What Medicare does cover (with 2026 costs)
A hospital stay (Part A)
Inpatient hospital care has a deductible of $1,736 for the first 60 days of a benefit period in 2026. Days 61–90 cost $434 per day; "lifetime reserve" days cost $868 per day.
Short-term skilled nursing / rehab (Part A)
After a qualifying inpatient hospital stay, Medicare can cover a skilled nursing facility for up to 100 days per benefit period, but on a sliding scale:
- Days 1–20: fully covered — $0 to you.
- Days 21–100: you pay $217 per day (2026).
- After day 100: Medicare pays nothing — you pay all costs.
This is rehab coverage, not a long-term stay. Coverage also ends earlier if the person stops making skilled-care progress.
Doctors, outpatient care, equipment (Part B)
Part B has a standard premium of $202.90/month and a $283 annual deductible in 2026; after that you typically pay 20% of the cost of covered services. It helps pay for durable medical equipment — walkers, wheelchairs, hospital beds — when a doctor prescribes them.
Limited home health, and hospice
Home health: Medicare can cover part-time skilled nursing or therapy at home if a doctor certifies the person is homebound and needs skilled care. It won't cover full-time care or an aide whose only role is help with bathing and meals.
Hospice: for a terminal illness, Medicare covers hospice care broadly — comfort care, medications, support for the family — a genuinely well-covered benefit when the time comes.
What Medicare does not cover
Long-term custodial care — the ongoing daily help in an assisted living community, a personal care home, or long-term in a nursing home. Also: most dental, vision, and hearing, and full-time in-home caregiving. This is the gap families run into.
So what pays for long-term care?
Four main sources, often used in sequence:
- Private pay — savings, income, sometimes selling a home. (Our cost-runway calculator gives a rough sense of how long savings last.)
- Long-term care insurance — only if a policy was bought earlier; it can't be added once care is already needed.
- Medicaid — the joint federal-state program and the largest payer of long-term care in the U.S. It covers those who meet income and asset limits, which differ by state. (The rules around "spending down" to qualify are their own subject — a guide we're building next.)
- VA benefits — for eligible wartime veterans and surviving spouses, programs like Aid & Attendance can help pay for care.

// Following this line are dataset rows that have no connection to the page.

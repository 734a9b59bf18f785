use core::{
    fmt,
    ops::{Deref, DerefMut},
};

use super::Tub;

const ABSENT_DEREF: &str = "dereferenced an absent Tub";

impl<T> Default for Tub<T> {
    fn default() -> Self {
        Self::new()
    }
}

impl<T: Clone> Clone for Tub<T> {
    fn clone(&self) -> Self {
        match self.get() {
            Some(value) => Self::from(value.clone()),
            None => Self::new(),
        }
    }

    /// Drops the destination's value before cloning the source into it.
    fn clone_from(&mut self, source: &Self) {
        match source.get() {
            Some(value) => {
                self.construct_with(|| value.clone());
            }
            None => self.destroy(),
        }
    }
}

impl<T> From<T> for Tub<T> {
    #[inline]
    fn from(value: T) -> Self {
        let mut tub = Self::new();
        tub.construct(value);
        tub
    }
}

impl<T> From<Option<T>> for Tub<T> {
    #[inline]
    fn from(value: Option<T>) -> Self {
        value.map_or_else(Self::new, Self::from)
    }
}

impl<T> From<Tub<T>> for Option<T> {
    #[inline]
    fn from(tub: Tub<T>) -> Self {
        tub.into_inner()
    }
}

impl<T> From<&Tub<T>> for bool {
    #[inline]
    fn from(tub: &Tub<T>) -> Self {
        tub.is_present()
    }
}

/// Panics if the tub is absent; check [`Tub::is_present`] first.
impl<T> Deref for Tub<T> {
    type Target = T;

    #[inline]
    fn deref(&self) -> &T {
        match self.get() {
            Some(value) => value,
            None => panic!("{ABSENT_DEREF}"),
        }
    }
}

/// Panics if the tub is absent; check [`Tub::is_present`] first.
impl<T> DerefMut for Tub<T> {
    #[inline]
    fn deref_mut(&mut self) -> &mut T {
        match self.get_mut() {
            Some(value) => value,
            None => panic!("{ABSENT_DEREF}"),
        }
    }
}

impl<T: fmt::Debug> fmt::Debug for Tub<T> {
    fn fmt(&self, f: &mut fmt::Formatter<'_>) -> fmt::Result {
        match self.get() {
            Some(value) => f.debug_tuple("Tub").field(value).finish(),
            None => f.write_str("Tub(<absent>)"),
        }
    }
}

impl<T: PartialEq> PartialEq for Tub<T> {
    fn eq(&self, other: &Self) -> bool {
        self.get() == other.get()
    }
}

impl<T: Eq> Eq for Tub<T> {}
use anyhow::{Context, Result};
use clap::{Parser, Subcommand};
use serde::Deserialize;
use std::collections::BTreeMap;
use std::fs;
use std::io::Write;
use std::path::Path;
use std::process::Command;
use std::time::Instant;

#[derive(Parser)]
#[command(name = "xtask")]
#[command(about = "Tub workspace automation", long_about = None)]
struct Cli {
    #[command(subcommand)]
    command: Commands,
}

#[derive(Subcommand)]
enum Commands {
    /// Run the Tub benchmarks and write a markdown report
    Bench {
        /// Run quickly (lower sample size/time)
        #[arg(long, default_value_t = false)]
        quick: bool,

        /// Generate report only (skip running benchmarks)
        #[arg(long, default_value_t = false)]
        report_only: bool,
    },
}

const BENCH: &str = "tub_benchmark";
const CRITERION_DIR: &str = "target/criterion";
const REPORT_PATH: &str = "benchmark_results/report.md";

/// Identity of one criterion measurement (`new/benchmark.json`).
#[derive(Deserialize)]
struct BenchmarkId {
    group_id: String,
    function_id: Option<String>,
}

/// The part of `new/estimates.json` the report uses.
#[derive(Deserialize)]
struct Estimates {
    mean: Estimate,
}

#[derive(Deserialize)]
struct Estimate {
    point_estimate: f64,
}

/// group -> function -> mean nanoseconds
type Results = BTreeMap<String, BTreeMap<String, f64>>;

fn main() -> Result<()> {
    let cli = Cli::parse();

    match cli.command {
        Commands::Bench { quick, report_only } => {
            if !report_only {
                run_benchmarks(quick)?;
            }
            generate_report()?;
        }
    }

    Ok(())
}

fn run_benchmarks(quick: bool) -> Result<()> {
    println!(">>> Running {BENCH}...");
    let start = Instant::now();

    let mut cmd = Command::new("cargo");
    cmd.args(["bench", "--bench", BENCH, "--all-features"]);

    // Args for the test runner (Criterion) go after --
    cmd.arg("--");
    if quick {
        cmd.args(["--measurement-time", "0.1", "--noplot", "--sample-size", "10"]);
    }

    let status = cmd.status().context(format!("Failed to spawn cargo bench for {BENCH}"))?;
    if !status.success() {
        anyhow::bail!("Benchmark {BENCH} failed with {status}");
    }

    println!("Finished {BENCH} in {:.2?}", start.elapsed());
    Ok(())
}

fn generate_report() -> Result<()> {
    println!("\n>>> Generating Report...");

    let criterion_dir = Path::new(CRITERION_DIR);
    if !criterion_dir.exists() {
        eprintln!("No criterion output found at {}", criterion_dir.display());
        return Ok(());
    }

    let mut results = Results::new();
    collect_results(criterion_dir, &mut results)?;

    let report_path = Path::new(REPORT_PATH);
    if let Some(parent) = report_path.parent() {
        fs::create_dir_all(parent)?;
    }
    let mut file = fs::File::create(report_path)
        .with_context(|| format!("Failed to create {}", report_path.display()))?;

    writeln!(file, "# Tub Benchmark Report")?;
    for (group, functions) in &results {
        // The fastest entry in each group is the baseline.
        let fastest = functions.values().copied().fold(f64::INFINITY, f64::min);

        writeln!(file, "\n## {group}\n")?;
        writeln!(file, "| Benchmark | Mean | vs fastest |")?;
        writeln!(file, "|---|---|---|")?;
        for (function, mean_ns) in functions {
            writeln!(
                file,
                "| {} | {} | **{:.2}x** |",
                function,
                format_ns(*mean_ns),
                mean_ns / fastest
            )?;
        }
    }

    println!("Report written to {}", report_path.display());
    Ok(())
}

fn format_ns(ns: f64) -> String {
    if ns >= 1_000_000.0 {
        format!("{:.2} ms", ns / 1_000_000.0)
    } else if ns >= 1_000.0 {
        format!("{:.2} µs", ns / 1_000.0)
    } else {
        format!("{ns:.2} ns")
    }
}

fn collect_results(dir: &Path, results: &mut Results) -> Result<()> {
    let entries = match fs::read_dir(dir) {
        Ok(e) => e,
        Err(_) => return Ok(()),
    };

    for entry in entries.flatten() {
        let path = entry.path();
        if path.is_dir() {
            // Skip criterion's own html report tree.
            if path.file_name().and_then(|s| s.to_str()) == Some("report") {
                continue;
            }
            collect_results(&path, results)?;
            continue;
        }

        // Structure: .../<group>/<function>/new/estimates.json
        if path.file_name().and_then(|s| s.to_str()) != Some("estimates.json") {
            continue;
        }
        let Some(measurement_dir) = path.parent() else { continue };
        if measurement_dir.file_name().and_then(|s| s.to_str()) != Some("new") {
            continue;
        }

        let id_path = measurement_dir.join("benchmark.json");
        let id: BenchmarkId = serde_json::from_str(
            &fs::read_to_string(&id_path).with_context(|| format!("Failed to read {}", id_path.display()))?,
        )
        .with_context(|| format!("Malformed {}", id_path.display()))?;
        let estimates: Estimates = serde_json::from_str(
            &fs::read_to_string(&path).with_context(|| format!("Failed to read {}", path.display()))?,
        )
        .with_context(|| format!("Malformed {}", path.display()))?;

        if estimates.mean.point_estimate > 0.0 {
            results
                .entry(id.group_id)
                .or_default()
                .insert(id.function_id.unwrap_or_default(), estimates.mean.point_estimate);
        }
    }

    Ok(())
}
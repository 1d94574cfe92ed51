//! Value types shared by the document model and the derived trees.

use serde::{Deserialize, Serialize};

/// A color as the design tool reports it, with normalized (0..1) channels.
#[derive(Debug, Clone, Copy, PartialEq, Serialize, Deserialize)]
pub struct Color {
    pub r: f64,
    pub g: f64,
    pub b: f64,
    #[serde(default = "opaque")]
    pub a: f64,
}

fn opaque() -> f64 {
    1.0
}

impl Color {
    pub const fn rgb(r: f64, g: f64, b: f64) -> Self {
        Self { r, g, b, a: 1.0 }
    }

    pub const fn rgba(r: f64, g: f64, b: f64, a: f64) -> Self {
        Self { r, g, b, a }
    }

    /// Convert to 8-bit RGB components, rounding each channel.
    pub fn to_rgb8(&self) -> (u8, u8, u8) {
        (channel(self.r), channel(self.g), channel(self.b))
    }

    /// Convert to an uppercase hex string without alpha (e.g., "#FF5733").
    ///
    /// Alpha is never folded into the string; callers carry it separately.
    pub fn to_hex(&self) -> String {
        let (r, g, b) = self.to_rgb8();
        format!("#{:02X}{:02X}{:02X}", r, g, b)
    }

    pub const WHITE: Self = Self::rgb(1.0, 1.0, 1.0);
    pub const BLACK: Self = Self::rgb(0.0, 0.0, 0.0);
}

impl Default for Color {
    fn default() -> Self {
        Self::BLACK
    }
}

fn channel(value: f64) -> u8 {
    (value.clamp(0.0, 1.0) * 255.0).round() as u8
}

/// 8-bit RGB components of a color.
#[derive(Debug, Clone, Copy, PartialEq, Eq, Hash, Serialize, Deserialize)]
pub struct Rgb8 {
    pub r: u8,
    pub g: u8,
    pub b: u8,
}

impl From<Color> for Rgb8 {
    fn from(color: Color) -> Self {
        let (r, g, b) = color.to_rgb8();
        Self { r, g, b }
    }
}

/// An axis-aligned bounding box in absolute canvas coordinates.
#[derive(Debug, Clone, Copy, PartialEq, Default, Serialize, Deserialize)]
pub struct Rect {
    pub x: f64,
    pub y: f64,
    pub width: f64,
    pub height: f64,
}

/// A 2D offset.
#[derive(Debug, Clone, Copy, PartialEq, Default, Serialize, Deserialize)]
pub struct Vector {
    pub x: f64,
    pub y: f64,
}

/// Format a pixel quantity without a trailing `.0` for whole numbers.
///
/// Used wherever a number becomes part of a name or emitted source text, so
/// `16.0` reads `16` and `1.5` stays `1.5`.
pub fn format_number(value: f64) -> String {
    if value.fract() == 0.0 && value.abs() < 1e15 {
        format!("{}", value as i64)
    } else {
        let rounded = (value * 1000.0).round() / 1000.0;
        format!("{}", rounded)
    }
}
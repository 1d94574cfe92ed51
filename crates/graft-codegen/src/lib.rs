//! Code generation from converted design components.
//!
//! Targets React Native with NativeWind: design tokens become a
//! `tailwind.config.js` theme, converted component trees become JSX whose
//! styling is expressed as utility classes wherever a fixed table has an
//! entry, with exact inline styles for everything else.
//!
//! # Example
//!
//! ```
//! use graft_codegen::{CodeGenerator, ReactNativeGenerator};
//! use graft_core::{ComponentType, ConvertedComponent};
//!
//! let generator = ReactNativeGenerator::new();
//! let root = ConvertedComponent::new("1:1", "Card", ComponentType::Frame);
//! let code = generator.generate_component(&root)?;
//! assert!(code.contains("export function Card()"));
//! # Ok::<(), graft_codegen::CodegenError>(())
//! ```

pub mod error;
pub mod generators;
mod js;
pub mod jsx;
pub mod style;
pub mod theme;

pub use error::{CodegenError, Result};
pub use generators::{
    component_name, screen_file_stem, CodeGenerator, CodegenOptions, GeneratedProject,
    ProjectOptions, ReactNativeGenerator,
};
pub use jsx::{emit_component, Primitive};
pub use style::{map_styles, StyleMapping};
pub use theme::emit_theme;
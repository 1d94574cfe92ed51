//! Library half of the `graft` command: configuration, a file-backed
//! document source and the end-to-end import pipeline.

pub mod config;
pub mod error;
pub mod pipeline;
pub mod source;

pub use config::{GraftConfig, CONFIG_FILE};
pub use error::{CliError, Result};
pub use pipeline::{ensure_valid, extract_tokens, run, write_files, ImportRequest};
pub use source::{FileSource, LoadedDocument};
//! Design file reference parsing.
//!
//! Turns a pasted design file link into a document id and an optional
//! selected node, and builds canonical links back from those parts.
//!
//! # Example
//!
//! ```
//! use graft_reference::{parse, build_url, UrlOptions};
//!
//! let url = build_url("AbC123", &UrlOptions {
//!     subtree_id: Some("1:2".to_string()),
//!     ..Default::default()
//! });
//! let parsed = parse(&url).unwrap();
//! assert_eq!(parsed.document_id, "AbC123");
//! assert_eq!(parsed.subtree_id.as_deref(), Some("1:2"));
//! ```

mod lexer;
mod reference;

pub use reference::{
    build_url, canonical_node_id, extract_all_ids, parse, validate, DesignReference,
    UrlOptions, ValidationReport, HOST_MARKER, NO_SELECTION_WARNING,
};

pub use graft_core::ReferenceError;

Did your person serve? Veterans and military retirees have their own coverage universe — TRICARE For Life, VA health care, the PACT Act — with rules that don't work like ordinary Medicare, and one pitfall that costs families the most. See the separate Veterans & military retirees guide.
Come ready with questions
You don't have to be the expert — you just need the right questions. Take these to a SHIP counselor, a benefits counselor, or the hospital's discharge planner. They know your person's specifics; this is how you get the answers.

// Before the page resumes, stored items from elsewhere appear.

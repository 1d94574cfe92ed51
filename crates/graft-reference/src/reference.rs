//! Parsing and building design file references.

use graft_core::ReferenceError;
use serde::Serialize;

use crate::lexer::{name_segment, node_id_param, percent_decode, query_pairs, route_segment};

/// Host every accepted reference must mention.
pub const HOST_MARKER: &str = "figma.com";

const CANONICAL_BASE: &str = "https://www.figma.com/design";

/// Warning attached to references that do not select a frame.
pub const NO_SELECTION_WARNING: &str = "No frame selected - importing all frames";

/// A parsed design file reference.
#[derive(Debug, Clone, PartialEq, Eq, Serialize)]
#[serde(rename_all = "camelCase")]
pub struct DesignReference {
    pub document_id: String,
    /// Canonical colon-separated node id of the selected subtree.
    #[serde(skip_serializing_if = "Option::is_none")]
    pub subtree_id: Option<String>,
    #[serde(skip_serializing_if = "Option::is_none")]
    pub document_name: Option<String>,
    #[serde(skip_serializing_if = "Option::is_none")]
    pub page_id: Option<String>,
}

/// Result of [`validate`]; never an error, always a report.
#[derive(Debug, Clone, PartialEq, Eq, Serialize)]
#[serde(rename_all = "camelCase")]
pub struct ValidationReport {
    pub valid: bool,
    #[serde(skip_serializing_if = "Option::is_none")]
    pub reference: Option<DesignReference>,
    #[serde(skip_serializing_if = "Option::is_none")]
    pub error: Option<String>,
    pub warnings: Vec<String>,
}

/// Components for [`build_url`].
#[derive(Debug, Clone, Default)]
pub struct UrlOptions {
    pub subtree_id: Option<String>,
    pub document_name: Option<String>,
    pub page_id: Option<String>,
}

/// Parse a design file reference into its components.
///
/// A missing node id is not an error; only an empty string, a foreign host,
/// or a missing file id are rejected.
pub fn parse(reference: &str) -> Result<DesignReference, ReferenceError> {
    let reference = reference.trim();
    if reference.is_empty() {
        return Err(ReferenceError::Empty);
    }
    if !reference.contains(HOST_MARKER) {
        return Err(ReferenceError::UnrecognizedHost);
    }

    let without_fragment = reference.split('#').next().unwrap_or(reference);
    let (path, query) = without_fragment
        .split_once('?')
        .unwrap_or((without_fragment, ""));

    let (after_id, document_id) = path
        .match_indices('/')
        .find_map(|(i, _)| route_segment(&path[i..]).ok())
        .ok_or(ReferenceError::MissingDocumentId)?;

    let document_name = name_segment(after_id)
        .ok()
        .and_then(|(_, name)| name)
        .map(|name| percent_decode(name).replace('-', " "))
        .filter(|name| !name.trim().is_empty());

    let mut subtree_id = None;
    let mut page_id = None;
    for (key, value) in query_pairs(query) {
        match key {
            "node-id" if subtree_id.is_none() => {
                subtree_id = Some(canonical_node_id(value)).filter(|id| !id.is_empty());
            }
            "page-id" if page_id.is_none() => {
                if !value.is_empty() && value.chars().all(|c| c.is_ascii_digit()) {
                    page_id = Some(value.to_string());
                }
            }
            _ => {}
        }
    }

    Ok(DesignReference {
        document_id: document_id.to_string(),
        subtree_id,
        document_name,
        page_id,
    })
}

/// Validate a reference, reporting errors and advisory warnings as data.
pub fn validate(reference: &str) -> ValidationReport {
    match parse(reference) {
        Ok(parsed) => {
            let mut warnings = Vec::new();
            if parsed.subtree_id.is_none() {
                warnings.push(NO_SELECTION_WARNING.to_string());
            }
            ValidationReport {
                valid: true,
                reference: Some(parsed),
                error: None,
                warnings,
            }
        }
        Err(e) => ValidationReport {
            valid: false,
            reference: None,
            error: Some(e.to_string()),
            warnings: Vec::new(),
        },
    }
}

/// Every node id mentioned in `text`, canonicalized, in order of appearance.
///
/// Useful when a user pastes several links at once.
pub fn extract_all_ids(text: &str) -> Vec<String> {
    text.match_indices("node-id=")
        .filter_map(|(i, _)| node_id_param(&text[i..]).ok())
        .map(|(_, raw)| canonical_node_id(raw))
        .filter(|id| !id.is_empty())
        .collect()
}

/// Build the canonical URL for a document (and optionally a node).
pub fn build_url(document_id: &str, options: &UrlOptions) -> String {
    let name = options
        .document_name
        .as_deref()
        .map(url_slug)
        .filter(|s| !s.is_empty())
        .unwrap_or_else(|| "Untitled".to_string());

    let mut url = format!("{}/{}/{}", CANONICAL_BASE, document_id, name);

    let mut params = Vec::new();
    if let Some(ref id) = options.subtree_id {
        params.push(format!("node-id={}", id.replace(':', "-")));
    }
    if let Some(ref page) = options.page_id {
        params.push(format!("page-id={}", page));
    }
    if !params.is_empty() {
        url.push('?');
        url.push_str(&params.join("&"));
    }
    url
}

/// Canonical node id: escapes decoded, dash form converted to colon form.
pub fn canonical_node_id(raw: &str) -> String {
    percent_decode(raw).trim().replace('-', ":")
}

fn url_slug(name: &str) -> String {
    name.split_whitespace()
        .map(|word| {
            word.chars()
                .filter(|c| c.is_ascii_alphanumeric() || *c == '-' || *c == '_')
                .collect::<String>()
        })
        .filter(|word| !word.is_empty())
        .collect::<Vec<_>>()
        .join("-")
}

- Is my person in Original Medicare or a Medicare Advantage plan — and how does that change what's covered?
- Did this hospital stay qualify my person for skilled-nursing coverage? For how many days?
- What will Medicare cover with a doctor's order — a walker, a hospital bed, home health?

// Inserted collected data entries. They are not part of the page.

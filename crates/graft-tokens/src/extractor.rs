//! Token extraction.
//!
//! Walks the whole document forest once, collecting candidate tokens per
//! node, then deduplicates each kind with first-occurrence-wins semantics.

use std::collections::HashSet;
use std::hash::Hash;

use chrono::Utc;
use graft_core::{
    walk, ColorToken, DesignTokenSet, DocumentNode, EffectKind, EffectToken, EffectType,
    NodeType, SpacingToken, TypographyToken,
};
use serde::{Deserialize, Serialize};
use tracing::debug;

use crate::naming::{color_name, effect_name, spacing_name, typography_name};

/// Which token kinds to extract.
#[derive(Debug, Clone, PartialEq, Eq, Serialize, Deserialize)]
#[serde(default)]
pub struct ExtractOptions {
    pub colors: bool,
    pub typography: bool,
    pub spacing: bool,
    pub effects: bool,
}

impl Default for ExtractOptions {
    fn default() -> Self {
        Self {
            colors: true,
            typography: true,
            spacing: true,
            effects: true,
        }
    }
}

/// Line height used when a text style does not specify one, as a multiple
/// of the font size.
pub const DEFAULT_LINE_HEIGHT_RATIO: f64 = 1.2;

const DEFAULT_FONT_WEIGHT: u16 = 400;

/// Extract a deduplicated token set from every node of `roots`.
pub fn extract(roots: &[DocumentNode], options: &ExtractOptions) -> DesignTokenSet {
    let mut extractor = TokenExtractor::new(options);
    walk(roots, &mut |node: &DocumentNode, _depth: usize| extractor.visit(node));
    let tokens = extractor.finish();

    debug!(
        colors = tokens.colors.len(),
        typography = tokens.typography.len(),
        spacing = tokens.spacing.len(),
        effects = tokens.effects.len(),
        "extracted design tokens"
    );

    tokens
}

/// Extract tokens and stamp provenance metadata with the current time.
pub fn extract_with_metadata(
    roots: &[DocumentNode],
    options: &ExtractOptions,
    document_id: &str,
    page_ids: Vec<String>,
) -> DesignTokenSet {
    extract(roots, options).with_metadata(document_id, page_ids, Utc::now())
}

struct TokenExtractor<'a> {
    options: &'a ExtractOptions,
    colors: Vec<ColorToken>,
    typography: Vec<TypographyToken>,
    spacing: Vec<SpacingToken>,
    effects: Vec<EffectToken>,
}

impl<'a> TokenExtractor<'a> {
    fn new(options: &'a ExtractOptions) -> Self {
        Self {
            options,
            colors: Vec::new(),
            typography: Vec::new(),
            spacing: Vec::new(),
            effects: Vec::new(),
        }
    }

    fn visit(&mut self, node: &DocumentNode) {
        if self.options.colors {
            self.collect_colors(node);
        }
        if self.options.typography {
            self.collect_typography(node);
        }
        if self.options.spacing {
            self.collect_spacing(node);
        }
        if self.options.effects {
            self.collect_effect(node);
        }
    }

    fn collect_colors(&mut self, node: &DocumentNode) {
        for paint in &node.fills {
            let Some(color) = paint.solid_color() else {
                continue;
            };
            let hex = color.to_hex();
            self.colors.push(ColorToken {
                name: color_name(&node.name, &hex),
                rgb: color.into(),
                hex,
                opacity: paint.effective_opacity(),
            });
        }
    }

    fn collect_typography(&mut self, node: &DocumentNode) {
        if node.node_type != NodeType::Text {
            return;
        }
        let Some(style) = node.style.as_ref() else {
            return;
        };
        let (Some(family), Some(size)) = (style.font_family.as_ref(), style.font_size) else {
            return;
        };

        let weight = style
            .font_weight
            .map(|w| w.round() as u16)
            .unwrap_or(DEFAULT_FONT_WEIGHT);

        self.typography.push(TypographyToken {
            name: typography_name(size, weight),
            font_family: family.clone(),
            font_size: size,
            font_weight: weight,
            line_height: style
                .line_height_px
                .unwrap_or(size * DEFAULT_LINE_HEIGHT_RATIO),
            letter_spacing: style.letter_spacing,
        });
    }

    fn collect_spacing(&mut self, node: &DocumentNode) {
        let candidates = [
            node.padding_top,
            node.padding_right,
            node.padding_bottom,
            node.padding_left,
            node.item_spacing,
        ];

        let mut seen = HashSet::new();
        for value in candidates.into_iter().flatten() {
            if value > 0.0 && seen.insert(float_key(value)) {
                self.spacing.push(SpacingToken {
                    name: spacing_name(value),
                    value,
                });
            }
        }
    }

    fn collect_effect(&mut self, node: &DocumentNode) {
        let Some(effect) = node.effects.iter().find(|e| e.is_shadow()) else {
            return;
        };
        let inset = effect.effect_type == EffectType::InnerShadow;
        let offset = effect.offset.unwrap_or_default();
        let color = effect.color.unwrap_or_default();

        self.effects.push(EffectToken {
            name: effect_name(&node.name, inset),
            kind: EffectKind::Shadow,
            inset,
            x: offset.x,
            y: offset.y,
            blur: effect.radius.unwrap_or(0.0),
            spread: effect.spread.unwrap_or(0.0),
            color: color.to_hex(),
            opacity: color.a,
        });
    }

    fn finish(self) -> DesignTokenSet {
        let mut spacing = dedup_by_key(self.spacing, |t| float_key(t.value));
        spacing.sort_by(|a, b| a.value.total_cmp(&b.value));

        DesignTokenSet {
            colors: dedup_by_key(self.colors, |t| t.hex.clone()),
            typography: dedup_by_key(self.typography, |t| {
                (t.font_family.clone(), float_key(t.font_size), t.font_weight)
            }),
            spacing,
            effects: dedup_by_key(self.effects, |t| {
                (float_key(t.blur), float_key(t.x), float_key(t.y))
            }),
            metadata: None,
        }
    }
}

/// Keep the first token for each key, preserving insertion order.
fn dedup_by_key<T, K, F>(tokens: Vec<T>, key: F) -> Vec<T>
where
    K: Eq + Hash,
    F: Fn(&T) -> K,
{
    let mut seen = HashSet::new();
    tokens.into_iter().filter(|t| seen.insert(key(t))).collect()
}

/// Hashable key for a pixel value; `-0.0` and `0.0` compare equal.
fn float_key(value: f64) -> u64 {
    (value + 0.0).to_bits()
}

- When Medicare's skilled coverage ends, what are our options for paying for care after that?
- Could my person qualify for Medicaid, and how would we start that process here?
- Are there veterans' benefits we should be checking (see the veterans guide)?
A good next step, free: your local State Health Insurance Assistance Program (SHIP) gives free, unbiased Medicare counseling, and your Area Agency on Aging can point you to local help. You can reach the national Eldercare Locator at 1-800-677-1116 or eldercare.acl.gov. When you call, you don't need the right words — describe the situation plainly and let them steer.
This is general educational information, not medical, legal, or financial advice, and not a statement of your specific coverage. Your own plan (including Medicare Advantage, which can work differently) and situation determine what applies. For decisions, talk with SHIP, a benefits counselor, or an elder-law attorney.